▶ [What you are asked to do]: Copy out the data so that nothing differs from the original.

▶ [Raw data]:
________________
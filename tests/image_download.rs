// tests/image_download.rs
mod common;

use std::{fs, thread, time::Duration};

use common::{tmp_dir, MapFetcher, PNG};
use menu_scrape::{
    config::options::{ImageNaming, ImageOptions},
    core::net::{Fetch, Fetched},
    error::{FetchError, ImageError},
    images::{download_images, ImageTask},
    menu::Language,
    s,
};

fn task(index: usize, url: &str, name: &str) -> ImageTask {
    ImageTask { index, url: s!(url), name: Some(s!(name)), id: None }
}

fn opts(naming: ImageNaming) -> ImageOptions {
    ImageOptions { naming, batch_size: 3, pause_ms: 0, ..ImageOptions::default() }
}

/// Holds back the first image so later tasks finish before it.
struct SlowFirst(MapFetcher);

impl Fetch for SlowFirst {
    fn fetch_page(&self, url: &str, language: Language) -> Result<String, FetchError> {
        self.0.fetch_page(url, language)
    }

    fn fetch_bytes(&self, url: &str) -> Result<Fetched, FetchError> {
        if url.ends_with("/a.png") {
            thread::sleep(Duration::from_millis(150));
        }
        self.0.fetch_bytes(url)
    }
}

#[test]
fn duplicate_product_names_follow_row_order() {
    let dest = tmp_dir("dup_names").join("images");
    let fetcher = SlowFirst(
        MapFetcher::new()
            .file("https://cdn.test/a.png", PNG, None)
            .file("https://cdn.test/b.png", PNG, None)
            .file("https://cdn.test/c.png", PNG, None),
    );
    let tasks = vec![
        task(0, "https://cdn.test/a.png", "Tea"),
        task(1, "https://cdn.test/b.png", "Coffee"),
        task(2, "https://cdn.test/c.png", "tea"),
    ];

    let report = download_images(&tasks, &dest, &opts(ImageNaming::ProductName), &fetcher, |_, _, _| {}).unwrap();

    let files: Vec<_> = report.outcomes.iter().map(|o| o.result.as_ref().unwrap().clone()).collect();
    assert_eq!(files, vec![dest.join("Tea.png"), dest.join("Coffee.png"), dest.join("tea (2).png")]);
    assert!(files.iter().all(|p| p.is_file()));
}

#[test]
fn zero_byte_body_is_reported_empty() {
    let dest = tmp_dir("empty_body").join("images");
    let fetcher = MapFetcher::new()
        .file("https://cdn.test/ok.png", PNG, Some("image/png"))
        .file("https://cdn.test/blank.png", &[], Some("image/png"));
    let tasks = vec![
        task(0, "https://cdn.test/ok.png", "Ok"),
        task(1, "https://cdn.test/blank.png", "Blank"),
    ];

    let report = download_images(&tasks, &dest, &opts(ImageNaming::Index), &fetcher, |_, _, _| {}).unwrap();

    assert_eq!(report.succeeded(), 1);
    assert!(matches!(report.outcomes[1].result, Err(ImageError::Empty)));
    assert_eq!(fs::read_dir(&dest).unwrap().count(), 1);
}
________________
▶ [Output]:
filename tests/image_download.rs
// tests/image_download.rs
mod common;

use std::{fs, thread, time::Duration};

use common::{tmp_dir, MapFetcher, PNG};
use menu_scrape::{
    config::options::{ImageNaming, ImageOptions},
    core::net::{Fetch, Fetched},
    error::{FetchError, ImageError},
    images::{download_images, ImageTask},
    menu::Language,
    s,
};

fn task(index: usize, url: &str, name: &str) -> ImageTask {
    ImageTask { index, url: s!(url), name: Some(s!(name)), id: None }
}

fn opts(naming: ImageNaming) -> ImageOptions {
    ImageOptions { naming, batch_size: 3, pause_ms: 0, ..ImageOptions::default() }
}

/// Holds back the first image so later tasks finish before it.
struct SlowFirst(MapFetcher);

impl Fetch for SlowFirst {
    fn fetch_page(&self, url: &str, language: Language) -> Result<String, FetchError> {
        self.0.fetch_page(url, language)
    }

    fn fetch_bytes(&self, url: &str) -> Result<Fetched, FetchError> {
        if url.ends_with("/a.png") {
            thread::sleep(Duration::from_millis(150));
        }
        self.0.fetch_bytes(url)
    }
}

#[test]
fn duplicate_product_names_follow_row_order() {
    let dest = tmp_dir("dup_names").join("images");
    let fetcher = SlowFirst(
        MapFetcher::new()
            .file("https://cdn.test/a.png", PNG, None)
            .file("https://cdn.test/b.png", PNG, None)
            .file("https://cdn.test/c.png", PNG, None),
    );
    let tasks = vec![
        task(0, "https://cdn.test/a.png", "Tea"),
        task(1, "https://cdn.test/b.png", "Coffee"),
        task(2, "https://cdn.test/c.png", "tea"),
    ];

    let report = download_images(&tasks, &dest, &opts(ImageNaming::ProductName), &fetcher, |_, _, _| {}).unwrap();

    let files: Vec<_> = report.outcomes.iter().map(|o| o.result.as_ref().unwrap().clone()).collect();
    assert_eq!(files, vec![dest.join("Tea.png"), dest.join("Coffee.png"), dest.join("tea (2).png")]);
    assert!(files.iter().all(|p| p.is_file()));
}

#[test]
fn zero_byte_body_is_reported_empty() {
    let dest = tmp_dir("empty_body").join("images");
    let fetcher = MapFetcher::new()
        .file("https://cdn.test/ok.png", PNG, Some("image/png"))
        .file("https://cdn.test/blank.png", &[], Some("image/png"));
    let tasks = vec![
        task(0, "https://cdn.test/ok.png", "Ok"),
        task(1, "https://cdn.test/blank.png", "Blank"),
    ];

    let report = download_images(&tasks, &dest, &opts(ImageNaming::Index), &fetcher, |_, _, _| {}).unwrap();

    assert_eq!(report.succeeded(), 1);
    assert!(matches!(report.outcomes[1].result, Err(ImageError::Empty)));
    assert_eq!(fs::read_dir(&dest).unwrap().count(), 1);
}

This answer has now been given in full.